Legislature Should Put Constitutional Guardrails on Spending, JLF Study Concludes | Eastern North Carolina Now

Publisher's Note: This post appears here courtesy of the Carolina Journal. The author of this post is Julie Havlak.

    A decade of fiscal responsibility and sustainable government could be squandered unless North Carolina taxpayers build some financial guardrails in the state constitution.

    A report by the John Locke Foundation says a tax and spending limit needs to be enshrined in the constitution to strengthen the economy, protect taxpayers, and limit growth of government spending. State laws alone aren't enough, says Joe Coletti, John Locke Foundation senior fellow for fiscal policy.

    "If you control spending right, government becomes more sustainable," Coletti said. "When you control spending, you don't have to raise taxes in a recession, you don't have to lay off everybody or furlough everyone else. Government can function."

    JLF researchers concluded that North Carolina should consider a constitutional amendment similar to Colorado's Taxpayer's Bill of Rights. Colorado requires the government to return excess revenue to taxpayers if its revenue outpaces the growth in inflation and population.

    North Carolina's General Assembly has controlled spending over the past decade, keeping the growth of government spending level with inflation and population growth. State General Fund appropriations increased only 2.8% between fiscal years 2010-11 and 2018-19.

    That fiscal restraint allowed the legislature to pass tax reforms that saved North Carolinians $18 billion since 2011.

    Living with its means also helped the state build strong reserves, helping it deal with the coronavirus pandemic. North Carolina had $1.5 billion unspent in its General Fund in July, as well as more than $1 billion in the rainy-day reserves and savings.

    The legislature hasn't had to raise the sales tax to cover its obligations as it did during the Great Recession.
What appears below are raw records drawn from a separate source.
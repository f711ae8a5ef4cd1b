//! CSV loading for the travel-journey survey exports.
//!
//! Column names follow the English field names, with aliases for the
//! survey export headers (`arah`, `jarak_km`, `waktu_menit`, `gmap`, ...).

use std::fs::File;
use std::io::{BufReader, Read};
use std::path::Path;

use chrono::{DateTime, NaiveDateTime};
use csv::Reader;
use log::info;
use serde::Deserialize;

use crate::error::{Result, SurveyError};
use crate::model::{CheckpointDistance, DirectionLabel, RawTrackPoint, RouteGroundTruth, SheetId};

const TIMESTAMP_FORMATS: [&str; 3] = [
    "%Y-%m-%d %H:%M:%S",
    "%Y-%m-%d %H:%M:%S%.f",
    "%Y-%m-%dT%H:%M:%S",
];

#[derive(Debug, Deserialize)]
struct TrackRecord {
    sheet: String,
    #[serde(alias = "arah")]
    direction: String,
    #[serde(alias = "jarak_km")]
    distance_km: f64,
    #[serde(alias = "waktu_menit")]
    time_min: f64,
    #[serde(alias = "kmph")]
    speed_kmph: f64,
    #[serde(alias = "y")]
    latitude: f64,
    #[serde(alias = "x")]
    longitude: f64,
    #[serde(default)]
    timestamp: Option<String>,
    #[serde(default, alias = "arah_awal")]
    origin: Option<String>,
    #[serde(default, alias = "arah_akhir")]
    destination: Option<String>,
    #[serde(default, alias = "gmap")]
    ground_truth_km: Option<f64>,
}

#[derive(Debug, Deserialize)]
struct CheckpointRecord {
    sheet: String,
    #[serde(alias = "arah")]
    direction: String,
    #[serde(alias = "seq")]
    sequence: u32,
    #[serde(alias = "jarak")]
    raw_distance: f64,
}

#[derive(Debug, Deserialize)]
struct GroundTruthRecord {
    sheet: String,
    #[serde(alias = "gmap")]
    total_distance_km: f64,
}

fn open(path: &Path) -> Result<BufReader<File>> {
    let file = File::open(path).map_err(|source| SurveyError::Io {
        path: path.to_path_buf(),
        source,
    })?;
    Ok(BufReader::new(file))
}

/// Load the raw GPS track export.
pub fn load_track_points(path: &Path) -> Result<Vec<RawTrackPoint>> {
    let points = read_track_points(open(path)?)?;
    info!("Loaded {} track points from {}", points.len(), path.display());
    Ok(points)
}

pub fn read_track_points<R: Read>(reader: R) -> Result<Vec<RawTrackPoint>> {
    let mut rdr = Reader::from_reader(reader);
    let mut points = Vec::new();

    for result in rdr.deserialize::<TrackRecord>() {
        let record = result?;
        let sheet = SheetId::new(record.sheet.trim());
        let timestamp = match record.timestamp.as_deref() {
            Some(raw) => parse_timestamp(&sheet, raw)?,
            None => None,
        };
        points.push(RawTrackPoint {
            direction: DirectionLabel::new(&record.direction),
            sheet,
            distance_km: record.distance_km,
            time_min: record.time_min,
            speed_kmph: record.speed_kmph,
            latitude: record.latitude,
            longitude: record.longitude,
            timestamp,
            origin: non_empty(record.origin),
            destination: non_empty(record.destination),
            ground_truth_km: record.ground_truth_km,
        });
    }

    Ok(points)
}

/// Load the surveyed checkpoint legs.
pub fn load_checkpoints(path: &Path) -> Result<Vec<CheckpointDistance>> {
    let legs = read_checkpoints(open(path)?)?;
    info!("Loaded {} checkpoint legs from {}", legs.len(), path.display());
    Ok(legs)
}

pub fn read_checkpoints<R: Read>(reader: R) -> Result<Vec<CheckpointDistance>> {
    let mut rdr = Reader::from_reader(reader);
    let mut legs = Vec::new();

    for result in rdr.deserialize::<CheckpointRecord>() {
        let record = result?;
        legs.push(CheckpointDistance {
            sheet: SheetId::new(record.sheet.trim()),
            direction: DirectionLabel::new(&record.direction),
            sequence: record.sequence,
            raw_distance: record.raw_distance,
        });
    }

    Ok(legs)
}

/// Load a dedicated per-sheet ground-truth file.
pub fn load_ground_truth(path: &Path) -> Result<Vec<RouteGroundTruth>> {
    let truths = read_ground_truth(open(path)?)?;
    info!("Loaded ground truth for {} sheets from {}", truths.len(), path.display());
    Ok(truths)
}

pub fn read_ground_truth<R: Read>(reader: R) -> Result<Vec<RouteGroundTruth>> {
    let mut rdr = Reader::from_reader(reader);
    let mut truths = Vec::new();

    for result in rdr.deserialize::<GroundTruthRecord>() {
        let record = result?;
        truths.push(RouteGroundTruth {
            sheet: SheetId::new(record.sheet.trim()),
            total_distance_km: record.total_distance_km,
        });
    }

    Ok(truths)
}

/// Extract one ground-truth distance per sheet from the track export, which repeats
/// the mapping-service total on every row. The first value seen for a sheet wins.
pub fn ground_truth_from_track(points: &[RawTrackPoint]) -> Vec<RouteGroundTruth> {
    let mut truths: Vec<RouteGroundTruth> = Vec::new();

    for point in points {
        let Some(total) = point.ground_truth_km else {
            continue;
        };
        if truths.iter().any(|t| t.sheet == point.sheet) {
            continue;
        }
        truths.push(RouteGroundTruth {
            sheet: point.sheet.clone(),
            total_distance_km: total,
        });
    }

    truths
}

fn parse_timestamp(sheet: &SheetId, raw: &str) -> Result<Option<NaiveDateTime>> {
    let raw = raw.trim();
    if raw.is_empty() {
        return Ok(None);
    }
    if let Ok(dt) = DateTime::parse_from_rfc3339(raw) {
        return Ok(Some(dt.naive_local()));
    }
    for format in TIMESTAMP_FORMATS {
        if let Ok(dt) = NaiveDateTime::parse_from_str(raw, format) {
            return Ok(Some(dt));
        }
    }
    Err(SurveyError::Timestamp {
        sheet: sheet.clone(),
        value: raw.to_string(),
    })
}

fn non_empty(value: Option<String>) -> Option<String> {
    value
        .map(|v| v.trim().to_string())
        .filter(|v| !v.is_empty())
}
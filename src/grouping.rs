use std::collections::HashMap;
use std::hash::Hash;

/// Group items by key, keeping groups in order of first appearance and items in
/// input order within each group.
pub fn group_in_order<K, T, I, F>(items: I, key: F) -> Vec<(K, Vec<T>)>
where
    K: Eq + Hash + Clone,
    I: IntoIterator<Item = T>,
    F: Fn(&T) -> K,
{
    let mut index: HashMap<K, usize> = HashMap::new();
    let mut groups: Vec<(K, Vec<T>)> = Vec::new();

    for item in items {
        let k = key(&item);
        match index.get(&k) {
            Some(&i) => groups[i].1.push(item),
            None => {
                index.insert(k.clone(), groups.len());
                groups.push((k, vec![item]));
            }
        }
    }

    groups
}
use std::path::PathBuf;
use std::time::Instant;

use anyhow::{Context, Result};
use clap::{Parser, Subcommand, ValueHint};
use log::info;

use traffic_survey::report::{print_route_list, print_route_summary};
use traffic_survey::{
    logger, CsvReportWriter, DashboardConfig, NoCache, ReportSink, SelectionContext, SheetId,
    SurveyPipeline, SurveySources,
};

#[derive(Parser, Debug)]
#[command(author, version, about = "Travel-time survey speed profiles", long_about = None)]
struct Cli {
    /// JSON config file; defaults apply when omitted
    #[arg(short, long, global = true, value_hint = ValueHint::FilePath)]
    config: Option<PathBuf>,

    /// Directory holding the survey CSV exports
    #[arg(long, global = true, value_hint = ValueHint::DirPath)]
    data_dir: Option<PathBuf>,

    #[command(subcommand)]
    command: Command,
}

#[derive(Subcommand, Debug)]
enum Command {
    /// List the surveyed routes
    Routes,
    /// Build the full report for one route
    Report {
        /// Sheet name of the route, e.g. "Grafik TJ-1"
        #[arg(long)]
        sheet: String,

        /// Where to write the CSV outputs
        #[arg(short, long, value_hint = ValueHint::DirPath)]
        output: Option<PathBuf>,
    },
    /// Export the speed table of every route
    Speeds {
        #[arg(short, long, value_hint = ValueHint::DirPath)]
        output: Option<PathBuf>,
    },
}

fn main() -> Result<()> {
    let cli = Cli::parse();
    logger::setup();

    let mut config = DashboardConfig::load(cli.config.as_deref()).context("loading config")?;
    if let Some(data_dir) = cli.data_dir {
        config.data_dir = data_dir;
    }

    let start = Instant::now();
    let mut pipeline = SurveyPipeline::new(SurveySources::from_config(&config), NoCache);
    let dataset = pipeline
        .dataset()
        .with_context(|| format!("processing survey data in {}", config.data_dir.display()))?;
    info!("Processed {} speed rows in {:.2?}", dataset.speed_table.len(), start.elapsed());

    match cli.command {
        Command::Routes => print_route_list(&dataset.routes()),
        Command::Report { sheet, output } => {
            let selection = SelectionContext::new(SheetId::new(sheet));
            let report = dataset
                .route_report(&selection, &config.speed_bands)
                .with_context(|| format!("building report for {}", selection.sheet))?;
            print_route_summary(&report);

            let output_dir = output.unwrap_or_else(|| config.output_dir.clone());
            let mut writer = CsvReportWriter::new(&output_dir)?;
            writer.route_report(&report)?;
            println!("\n📁 {} files written to {}", writer.written().len(), output_dir.display());
        }
        Command::Speeds { output } => {
            let output_dir = output.unwrap_or_else(|| config.output_dir.clone());
            let mut writer = CsvReportWriter::new(&output_dir)?;
            writer.speed_table(&dataset.speed_table)?;
            println!(
                "\n📁 Speed table ({} rows) written to {}",
                dataset.speed_table.len(),
                output_dir.display()
            );
        }
    }

    Ok(())
}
Spending had grown by 5.4% from 2000-1 to 2008-9.

    "For state government employees, it's less likely that they'll lose their job to balance the budget," Coletti said. "For everyone else, lower spending today means that there's less of a chance your taxes will go up in the next recession."

    But by themselves, laws lack staying power. The legislature flips between parties, and lawmakers' priorities change with the sessions, said Coletti.

    Fiscal conservatives aren't always going to be in charge, Coletti said. "No current legislature can bind the actions of a future legislature, even if it's all the same people. Any law that [one set of lawmakers] make can be repealed or ignored."

    Gov. Roy Cooper has pushed for more spending and more borrowing. His two most recent budgets would have increased spending 5.6% per year. He proposed $4 billion in bonds during the pandemic and the economic slowdown.

    That spending comes with a cost.

    Personal income tax rates would roughly have to double, to 6.2%, if North Carolina adopted collective bargaining for public-sector unions, expanded Medicaid, and poured money into Cooper's other priorities. The economy would take a $7 billion hit from slower growth over four years, shedding 5,500 more jobs each year than it would under the 2.7% spending rises in recent years.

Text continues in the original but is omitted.